You are viewing a plain text version of this content. The canonical link for it is here.
Posted to issues@spark.apache.org by "Apache Spark (Jira)" <ji...@apache.org> on 2021/04/20 09:37:00 UTC
[jira] [Commented] (SPARK-35094) Spark from_json(JsonToStruct)
function return wrong value in permissive mode in case best effort
[ https://issues.apache.org/jira/browse/SPARK-35094?page=com.atlassian.jira.plugin.system.issuetabpanels:comment-tabpanel&focusedCommentId=17325651#comment-17325651 ]
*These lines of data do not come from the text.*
// 継承のエミュレーション
// 子コンストラクタの共有委譲先を親の共有委譲先へ連結する

use super::heap::ObjectHeap;
use super::value::Value;
use crate::core::{ConstructorHandle, ObjectHandle, ObjectResult};

/// 空の中間委譲先を挟んで子を親に連結する
///
/// 中間オブジェクトは親の共有委譲先に委譲するだけの空オブジェクト。
/// 子の委譲先と親の委譲先は別オブジェクトのままなので、子への追加は親に漏れない。
pub fn derive_from(
    heap: &mut ObjectHeap,
    child: ConstructorHandle,
    parent: ConstructorHandle,
) -> ObjectResult<ObjectHandle> {
    let parent_prototype = heap.prototype_of_constructor(parent)?;
    let intermediate = heap.create(None);
    heap.set_prototype_of(intermediate, Some(parent_prototype))?;
    link_child(heap, child, intermediate)?;
    Ok(intermediate)
}

/// 親の共有委譲先に委譲するオブジェクトを直接作って子に連結する
pub fn derive_with_create(
    heap: &mut ObjectHeap,
    child: ConstructorHandle,
    parent: ConstructorHandle,
) -> ObjectResult<ObjectHandle> {
    let parent_prototype = heap.prototype_of_constructor(parent)?;
    let intermediate = heap.create(Some(parent_prototype));
    link_child(heap, child, intermediate)?;
    Ok(intermediate)
}

/// 子と親で共有委譲先そのものを共有させる
///
/// 子の委譲先への追加が親のインスタンスにも見えてしまう。正しい継承ではない。
pub fn share_prototype(
    heap: &mut ObjectHeap,
    child: ConstructorHandle,
    parent: ConstructorHandle,
) -> ObjectResult<ObjectHandle> {
    let parent_prototype = heap.prototype_of_constructor(parent)?;
    heap.set_constructor_prototype(child, parent_prototype)?;
    Ok(parent_prototype)
}

fn link_child(
    heap: &mut ObjectHeap,
    child: ConstructorHandle,
    prototype: ObjectHandle,
) -> ObjectResult<()> {
    heap.set_constructor_prototype(child, prototype)?;
    // constructor を子に向け直す
    heap.set(prototype, "constructor", Value::Constructor(child))
}
pub mod benchmarks;
pub mod cli;
pub mod core;
pub mod demonstration;
pub mod object_model;
pub mod records;
pub mod services;

pub use benchmarks::{BenchmarkRunner, LabeledWorkload, PerformanceComparison};
pub use crate::core::{FullName, Measurement, ObjectModelError, ReceiverPolicy};
pub use object_model::{ObjectHeap, Value};

use crate::core::{BenchmarkReporter, RunnerConfig};
use std::io::Write;

// 設定と報告先を直接所有するアプリケーション構造体
// ベンチマークとデモンストレーションを元の順序で実行する
pub struct App<C, R>
where
    C: RunnerConfig,
    R: BenchmarkReporter,
{
    pub runner: BenchmarkRunner<C, R>,
}

impl<C, R> App<C, R>
where
    C: RunnerConfig,
    R: BenchmarkReporter,
{
    /// 新しいAppインスタンスを作成（コンストラクタインジェクション）
    pub fn new(config: C, reporter: R) -> Self {
        Self {
            runner: BenchmarkRunner::new(config, reporter),
        }
    }

    /// ベンチマーク3種を実行した後、デモンストレーションを書き出す
    ///
    /// デモンストレーションは最後に意図的なエラーで終わるため、通常は Err を返す。
    pub fn run<W: Write>(&self, out: &mut W) -> anyhow::Result<PerformanceComparison> {
        self.runner
            .reporter()
            .report_section(cli::commands::BENCHMARK_HEADER);
        let comparison = PerformanceComparison::run_standard(&self.runner);

        let mut heap = ObjectHeap::new();
        demonstration::run_demonstrations(&mut heap, out)?;
        Ok(comparison)
    }
}
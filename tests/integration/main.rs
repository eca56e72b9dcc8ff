// 統合テストのエントリーポイント

mod test_benchmark;
mod test_delegation;
mod test_main_entry_point;
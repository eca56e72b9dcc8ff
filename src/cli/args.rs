use crate::services::config::implementations::DEFAULT_ITERATIONS;
use clap::{Parser, Subcommand};
use std::path::PathBuf;

#[derive(Parser)]
#[command(name = "prototype_bench")]
#[command(about = "Benchmarks closure-bound, plain and delegated records and demonstrates delegation chains")]
#[command(version)]
pub struct Cli {
    /// Runs benchmarks followed by demonstrations when omitted
    #[command(subcommand)]
    pub command: Option<Commands>,
}

#[derive(Subcommand)]
pub enum Commands {
    /// Run benchmarks followed by the delegation demonstrations
    All {
        /// Number of times each workload is invoked
        #[arg(short, long, default_value_t = DEFAULT_ITERATIONS)]
        iterations: u64,
    },

    /// Run only the record benchmarks
    Bench {
        /// Number of times each workload is invoked
        #[arg(short, long, default_value_t = DEFAULT_ITERATIONS)]
        iterations: u64,

        /// Write a JSON report to this path
        #[arg(short, long)]
        json: Option<PathBuf>,

        /// Suppress per-workload lines and the summary
        #[arg(short, long)]
        quiet: bool,
    },

    /// Run only the delegation demonstrations
    Demo,
}

impl Default for Commands {
    fn default() -> Self {
        Self::All {
            iterations: DEFAULT_ITERATIONS,
        }
    }
}
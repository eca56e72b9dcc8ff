// 結果報告の具象実装

use crate::core::{BenchmarkReporter, Measurement};

/// コンソール出力による結果報告実装
#[derive(Debug, Default, Clone)]
pub struct ConsoleBenchmarkReporter {
    quiet: bool,
}

impl ConsoleBenchmarkReporter {
    pub fn new() -> Self {
        Self::default()
    }

    pub fn quiet() -> Self {
        Self { quiet: true }
    }
}

impl BenchmarkReporter for ConsoleBenchmarkReporter {
    fn report_measurement(&self, measurement: &Measurement) {
        if !self.quiet {
            println!("{}", measurement.report_line());
        }
    }

    fn report_section(&self, title: &str) {
        if !self.quiet {
            println!("{title}");
        }
    }
}

/// 何もしない結果報告実装（テスト・ベンチマーク用）
#[derive(Debug, Default, Clone)]
pub struct NoOpBenchmarkReporter;

impl NoOpBenchmarkReporter {
    pub fn new() -> Self {
        Self
    }
}

impl BenchmarkReporter for NoOpBenchmarkReporter {
    fn report_measurement(&self, _measurement: &Measurement) {
        // 何もしない
    }

    fn report_section(&self, _title: &str) {
        // 何もしない
    }
}
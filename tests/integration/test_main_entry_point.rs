// main.rsとエントリーポイントのテスト
use std::process::Command;

fn binary() -> Command {
    Command::new(env!("CARGO_BIN_EXE_prototype_bench"))
}

#[test]
fn test_cli_help() {
    let output = binary().arg("--help").output().expect("Failed to execute binary");

    assert!(output.status.success());
    let stdout = String::from_utf8(output.stdout).unwrap();
    assert!(stdout.contains("bench"));
    assert!(stdout.contains("demo"));
}

#[test]
fn test_demo_prints_sections_then_fails() {
    let output = binary().arg("demo").output().expect("Failed to execute binary");

    // 最後の i.fullName() が失敗して終了コード1になる
    assert_eq!(output.status.code(), Some(1));

    let stdout = String::from_utf8(output.stdout).unwrap();
    let expected = [
        "",
        "Examples using invoke context.",
        "Sander Rossel",
        "Sander Rossel",
        "Sander Rossel",
        "",
        "Examples using delete.",
        "Sander Rossel",
        "undefined",
        "",
        "Example using static prototype property.",
        "Bill Gates is a friend of Sander Rossel",
        "Bill Gates is a friend of Bill Gates",
        "",
        "Examples using inheritance.",
        "Sander Rossel earns 1000000",
        "e is an instance of Employee.",
        "e is an instance of PersonProto.",
        "",
        "Examples using Object.create.",
        "Sander Rossel",
        "o is an instance of PersonProto.",
        "Sander Rossel earns 1000000",
        "e is an instance of Employee2.",
        "e is an instance of PersonProto.",
        "",
        "Examples on __proto__.",
        "__proto__ points to the constructors prototype.",
        "Sander Rossel",
        "Sander Rossel",
    ];
    assert_eq!(stdout.lines().collect::<Vec<_>>(), expected);

    let stderr = String::from_utf8(output.stderr).unwrap();
    assert!(stderr.contains("fullName"));
}

#[test]
fn test_all_with_small_iteration_count() {
    let output = binary()
        .args(["all", "--iterations", "1000"])
        .output()
        .expect("Failed to execute binary");

    let stdout = String::from_utf8(output.stdout).unwrap();
    let lines: Vec<&str> = stdout.lines().collect();
    assert_eq!(lines[0], "Example benchmarks proto vs. no proto.");
    assert!(lines[1].starts_with("Full name took: "));
    assert!(lines[2].starts_with("No full name took: "));
    assert!(lines[3].starts_with("Proto full name took: "));
    assert_eq!(lines[5], "Examples using invoke context.");
}

#[test]
fn test_bench_writes_json_report() {
    let temp_dir = tempfile::TempDir::new().unwrap();
    let report = temp_dir.path().join("report.json");

    let output = binary()
        .args(["bench", "--iterations", "100", "--quiet", "--json"])
        .arg(&report)
        .output()
        .expect("Failed to execute binary");

    assert!(output.status.success());
    assert!(output.stdout.is_empty());
    let content = std::fs::read_to_string(&report).unwrap();
    let json: serde_json::Value = serde_json::from_str(&content).unwrap();
    assert_eq!(json["results"].as_array().map(Vec::len), Some(3));
}

#[test]
fn test_bench_rejects_zero_iterations() {
    let output = binary()
        .args(["bench", "--iterations", "0"])
        .output()
        .expect("Failed to execute binary");

    assert_eq!(output.status.code(), Some(1));
}

#[test]
fn test_demo_has_no_receiver_policy_option() {
    let output = binary()
        .args(["demo", "--receiver-policy", "sloppy"])
        .output()
        .expect("Failed to execute binary");

    // clap の引数エラーは終了コード2
    assert_eq!(output.status.code(), Some(2));
    assert!(output.stdout.is_empty());
}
Apache Spark commented on SPARK-35094:
--------------------------------------
User 'Peng-Lei' has created a pull request for this issue:
https://github.com/apache/spark/pull/32251
> Spark from_json(JsonToStruct) function return wrong value in permissive mode in case best effort
> -------------------------------------------------------------------------------------------------
>
> Key: SPARK-35094
> URL: https://issues.apache.org/jira/browse/SPARK-35094
> Project: Spark
> Issue Type: Bug
> Components: Spark Core, SQL
> Affects Versions: 3.0.2, 3.1.1
> Reporter: Nick Hryhoriev
> Priority: Critical
>
> I use spark 3.1.1 and 3.0.2.
> Function `from_json` return wrong result with Permissive mode.
> In corner case:
> 1. Json message has complex nested structure
> \{sameNameField)damaged, nestedVal:{badSchemaNestedVal, sameNameField_WhichValueWillAppearInwrongPlace}}
> 2. Nested -> Nested Field: Schema is satisfy align with value in json.
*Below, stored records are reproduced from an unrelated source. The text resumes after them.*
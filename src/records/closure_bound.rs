// クロージャ束縛レコード
// インスタンスごとに自分のフィールドを参照するクロージャを保持する

use super::PersonFields;
use crate::core::{FullName, RecordError, RecordResult};
use std::cell::RefCell;
use std::fmt;
use std::rc::Rc;

/// レシーバを必要としない、インスタンスに束縛済みの振る舞い
pub type BoundBehavior = Rc<dyn Fn() -> String>;

/// 構築時にフルネームのクロージャを作るレコード
///
/// クロージャは文字列のコピーではなくフィールドへの共有参照を捕捉するため、
/// 構築後にフィールドを変更すると呼び出し結果にも反映される。
pub struct ClosurePerson {
    fields: Rc<RefCell<PersonFields>>,
    full_name: Option<BoundBehavior>,
}

impl ClosurePerson {
    pub fn new(first_name: impl Into<String>, last_name: impl Into<String>) -> Self {
        let fields = Rc::new(RefCell::new(PersonFields::new(first_name, last_name)));
        let captured = Rc::clone(&fields);
        let full_name: BoundBehavior = Rc::new(move || captured.borrow().joined());
        Self {
            fields,
            full_name: Some(full_name),
        }
    }

    pub fn first_name(&self) -> String {
        self.fields.borrow().first_name.clone()
    }

    pub fn last_name(&self) -> String {
        self.fields.borrow().last_name.clone()
    }

    pub fn set_first_name(&self, first_name: impl Into<String>) {
        self.fields.borrow_mut().first_name = first_name.into();
    }

    pub fn set_last_name(&self, last_name: impl Into<String>) {
        self.fields.borrow_mut().last_name = last_name.into();
    }

    /// 振る舞いを取り出す。取り出した値は単独で呼び出しても正しく動作する
    pub fn full_name_behavior(&self) -> Option<BoundBehavior> {
        self.full_name.clone()
    }

    /// このインスタンスからのみ振る舞いを削除する
    pub fn remove_full_name(&mut self) -> bool {
        self.full_name.take().is_some()
    }

    pub fn has_full_name(&self) -> bool {
        self.full_name.is_some()
    }
}

impl FullName for ClosurePerson {
    fn full_name(&self) -> RecordResult<String> {
        self.full_name
            .as_ref()
            .map(|behavior| behavior())
            .ok_or_else(|| RecordError::behavior_removed("ClosurePerson", "fullName"))
    }
}

impl fmt::Debug for ClosurePerson {
    fn fmt(&self, f: &mut fmt::Formatter<'_>) -> fmt::Result {
        f.debug_struct("ClosurePerson")
            .field("fields", &self.fields.borrow())
            .field("has_full_name", &self.full_name.is_some())
            .finish()
    }
}
// 結果報告機能
// ベンチマーク計測結果とセクション見出しの出力

pub mod implementations;

// 公開API
pub use implementations::{ConsoleBenchmarkReporter, NoOpBenchmarkReporter};
// 共通型定義
// ハンドル型、レシーバポリシー、ベンチマーク計測結果

use serde::{Deserialize, Serialize};
use std::fmt;
use std::time::Duration;

/// ヒープ上のオブジェクトを指すハンドル
#[derive(Debug, Clone, Copy, PartialEq, Eq, PartialOrd, Ord, Hash, Serialize, Deserialize)]
pub struct ObjectHandle(pub u32);

/// ヒープ上の関数を指すハンドル
#[derive(Debug, Clone, Copy, PartialEq, Eq, PartialOrd, Ord, Hash, Serialize, Deserialize)]
pub struct FunctionHandle(pub u32);

/// 共有リスト（可変コンテナ）を指すハンドル
#[derive(Debug, Clone, Copy, PartialEq, Eq, PartialOrd, Ord, Hash, Serialize, Deserialize)]
pub struct ListHandle(pub u32);

/// コンストラクタを指すハンドル
#[derive(Debug, Clone, Copy, PartialEq, Eq, PartialOrd, Ord, Hash, Serialize, Deserialize)]
pub struct ConstructorHandle(pub u32);

impl fmt::Display for ObjectHandle {
    fn fmt(&self, f: &mut fmt::Formatter<'_>) -> fmt::Result {
        write!(f, "object#{}", self.0)
    }
}

impl fmt::Display for FunctionHandle {
    fn fmt(&self, f: &mut fmt::Formatter<'_>) -> fmt::Result {
        write!(f, "function#{}", self.0)
    }
}

impl fmt::Display for ListHandle {
    fn fmt(&self, f: &mut fmt::Formatter<'_>) -> fmt::Result {
        write!(f, "list#{}", self.0)
    }
}

impl fmt::Display for ConstructorHandle {
    fn fmt(&self, f: &mut fmt::Formatter<'_>) -> fmt::Result {
        write!(f, "constructor#{}", self.0)
    }
}

/// レシーバなしで委譲メソッドを呼び出したときの扱い
#[derive(Debug, Clone, Copy, PartialEq, Eq, Default, Serialize, Deserialize)]
pub enum ReceiverPolicy {
    /// レシーバ欠落をエラーとして報告する
    #[default]
    Strict,
    /// 空のグローバルオブジェクトをレシーバとして扱い、欠落フィールドは undefined になる
    Sloppy,
}

/// 1回のベンチマーク実行の計測結果
#[derive(Debug, Clone, PartialEq, Serialize, Deserialize)]
pub struct Measurement {
    pub description: String,
    pub iterations: u64,
    pub elapsed: Duration,
}

impl Measurement {
    pub fn new(description: impl Into<String>, iterations: u64, elapsed: Duration) -> Self {
        Self {
            description: description.into(),
            iterations,
            elapsed,
        }
    }

    /// 経過時間（ミリ秒）
    pub fn elapsed_ms(&self) -> u128 {
        self.elapsed.as_millis()
    }

    /// 1回あたりの平均時間（ナノ秒）
    pub fn nanos_per_iteration(&self) -> f64 {
        if self.iterations == 0 {
            return 0.0;
        }
        self.elapsed.as_nanos() as f64 / self.iterations as f64
    }

    /// レポート行 `"<description> took: <elapsed-ms>"`
    pub fn report_line(&self) -> String {
        format!("{} took: {}", self.description, self.elapsed_ms())
    }
}
//! 共有委譲先を持つレコード
//!
//! フルネームの振る舞いはインスタンスではなく、同じコンストラクタで作られた
//! 全インスタンスが共有する [`PersonPrototype`] に置かれる。振る舞いは
//! レシーバを明示的な引数として受け取るため、レシーバなしでは呼び出せない。

use super::NamedRecord;
use crate::core::{FullName, RecordResult};
use crate::object_model::value::format_number;
use std::cell::RefCell;
use std::fmt;
use std::rc::Rc;

/// レシーバを明示的に受け取る委譲された振る舞い
pub type DelegatedBehavior = Rc<dyn Fn(&dyn NamedRecord) -> String>;

/// 共有委譲先が所有する可変コンテナ。全インスタンスから同じ実体が見える
pub type SharedList<T> = Rc<RefCell<Vec<T>>>;

/// 人物レコードの共有委譲先
pub struct PersonPrototype {
    full_name: DelegatedBehavior,
    friends: SharedList<Rc<DelegatedPerson>>,
}

impl PersonPrototype {
    pub fn new() -> Rc<Self> {
        Rc::new(Self {
            full_name: Rc::new(|record: &dyn NamedRecord| {
                format!("{} {}", record.first_name(), record.last_name())
            }),
            friends: Rc::new(RefCell::new(Vec::new())),
        })
    }

    /// 共有の振る舞いを取り出す
    pub fn full_name_behavior(&self) -> DelegatedBehavior {
        Rc::clone(&self.full_name)
    }

    /// 委譲先レベルの共有リスト
    pub fn friends(&self) -> SharedList<Rc<DelegatedPerson>> {
        Rc::clone(&self.friends)
    }
}

impl fmt::Debug for PersonPrototype {
    fn fmt(&self, f: &mut fmt::Formatter<'_>) -> fmt::Result {
        f.debug_struct("PersonPrototype")
            .field("friends", &self.friends.borrow().len())
            .finish_non_exhaustive()
    }
}

/// 共有委譲先に振る舞いを委ねるレコード
pub struct DelegatedPerson {
    pub first_name: String,
    pub last_name: String,
    prototype: Rc<PersonPrototype>,
    own_full_name: Option<DelegatedBehavior>,
}

impl DelegatedPerson {
    pub fn new(
        prototype: &Rc<PersonPrototype>,
        first_name: impl Into<String>,
        last_name: impl Into<String>,
    ) -> Self {
        Self {
            first_name: first_name.into(),
            last_name: last_name.into(),
            prototype: Rc::clone(prototype),
            own_full_name: None,
        }
    }

    pub fn prototype(&self) -> &Rc<PersonPrototype> {
        &self.prototype
    }

    /// このインスタンスだけで共有の振る舞いを上書きする
    pub fn override_full_name(&mut self, behavior: DelegatedBehavior) {
        self.own_full_name = Some(behavior);
    }

    /// 上書きを削除する。以降は再び共有の振る舞いが使われる
    pub fn remove_full_name_override(&mut self) -> bool {
        self.own_full_name.take().is_some()
    }

    pub fn has_own_full_name(&self) -> bool {
        self.own_full_name.is_some()
    }

    /// 上書きがあればそれを、無ければ共有の振る舞いを返す
    pub fn full_name_behavior(&self) -> DelegatedBehavior {
        self.own_full_name
            .clone()
            .unwrap_or_else(|| self.prototype.full_name_behavior())
    }

    pub fn friends(&self) -> SharedList<Rc<DelegatedPerson>> {
        self.prototype.friends()
    }
}

impl NamedRecord for DelegatedPerson {
    fn first_name(&self) -> &str {
        &self.first_name
    }

    fn last_name(&self) -> &str {
        &self.last_name
    }
}

impl FullName for DelegatedPerson {
    fn full_name(&self) -> RecordResult<String> {
        let behavior = self.own_full_name.as_ref().unwrap_or(&self.prototype.full_name);
        Ok(behavior(self))
    }
}

impl fmt::Debug for DelegatedPerson {
    fn fmt(&self, f: &mut fmt::Formatter<'_>) -> fmt::Result {
        f.debug_struct("DelegatedPerson")
            .field("first_name", &self.first_name)
            .field("last_name", &self.last_name)
            .field("has_own_full_name", &self.own_full_name.is_some())
            .finish()
    }
}

/// 収入の説明を返す振る舞い
pub type EarningBehavior = Rc<dyn Fn(&EmployeeRecord) -> RecordResult<String>>;

/// 従業員の共有委譲先。人物の委譲先に連結される（コピーではない）
pub struct EmployeePrototype {
    parent: Rc<PersonPrototype>,
    earning_statement: EarningBehavior,
}

impl EmployeePrototype {
    pub fn new(parent: &Rc<PersonPrototype>) -> Rc<Self> {
        Rc::new(Self {
            parent: Rc::clone(parent),
            earning_statement: Rc::new(|employee: &EmployeeRecord| -> RecordResult<String> {
                Ok(format!(
                    "{} earns {}",
                    employee.full_name()?,
                    format_number(employee.salary)
                ))
            }),
        })
    }

    pub fn parent(&self) -> &Rc<PersonPrototype> {
        &self.parent
    }
}

impl fmt::Debug for EmployeePrototype {
    fn fmt(&self, f: &mut fmt::Formatter<'_>) -> fmt::Result {
        f.debug_struct("EmployeePrototype")
            .field("parent", &self.parent)
            .finish_non_exhaustive()
    }
}

/// 給与を持つ従業員レコード
pub struct EmployeeRecord {
    pub first_name: String,
    pub last_name: String,
    pub salary: f64,
    prototype: Rc<EmployeePrototype>,
}

impl EmployeeRecord {
    pub fn new(
        prototype: &Rc<EmployeePrototype>,
        first_name: impl Into<String>,
        last_name: impl Into<String>,
        salary: f64,
    ) -> Self {
        Self {
            first_name: first_name.into(),
            last_name: last_name.into(),
            salary,
            prototype: Rc::clone(prototype),
        }
    }

    /// `fullName() + " earns " + salary`
    pub fn earning_statement(&self) -> RecordResult<String> {
        (self.prototype.earning_statement)(self)
    }

    /// 委譲チェーンに人物の委譲先が含まれるか
    pub fn delegates_to(&self, prototype: &Rc<PersonPrototype>) -> bool {
        Rc::ptr_eq(&self.prototype.parent, prototype)
    }

    /// 2段目の委譲先から共有リストを取得する
    pub fn friends(&self) -> SharedList<Rc<DelegatedPerson>> {
        self.prototype.parent.friends()
    }
}

impl NamedRecord for EmployeeRecord {
    fn first_name(&self) -> &str {
        &self.first_name
    }

    fn last_name(&self) -> &str {
        &self.last_name
    }
}

impl FullName for EmployeeRecord {
    fn full_name(&self) -> RecordResult<String> {
        Ok((self.prototype.parent.full_name)(self))
    }
}

impl fmt::Debug for EmployeeRecord {
    fn fmt(&self, f: &mut fmt::Formatter<'_>) -> fmt::Result {
        f.debug_struct("EmployeeRecord")
            .field("first_name", &self.first_name)
            .field("last_name", &self.last_name)
            .field("salary", &self.salary)
            .finish()
    }
}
> scala code to reproduce:
> {code:java}
> import org.apache.spark.sql.SparkSession
> import org.apache.spark.sql.functions.from_json
> import org.apache.spark.sql.types.IntegerType
> import org.apache.spark.sql.types.StringType
> import org.apache.spark.sql.types.StructField
> import org.apache.spark.sql.types.StructType
> object Main {
> def main(args: Array[String]): Unit = {
> implicit val spark: SparkSession = SparkSession.builder().master("local[*]").getOrCreate()
> import spark.implicits._
> val schemaForFieldWhichWillHaveWrongValue = StructField("problematicName", StringType, nullable = true)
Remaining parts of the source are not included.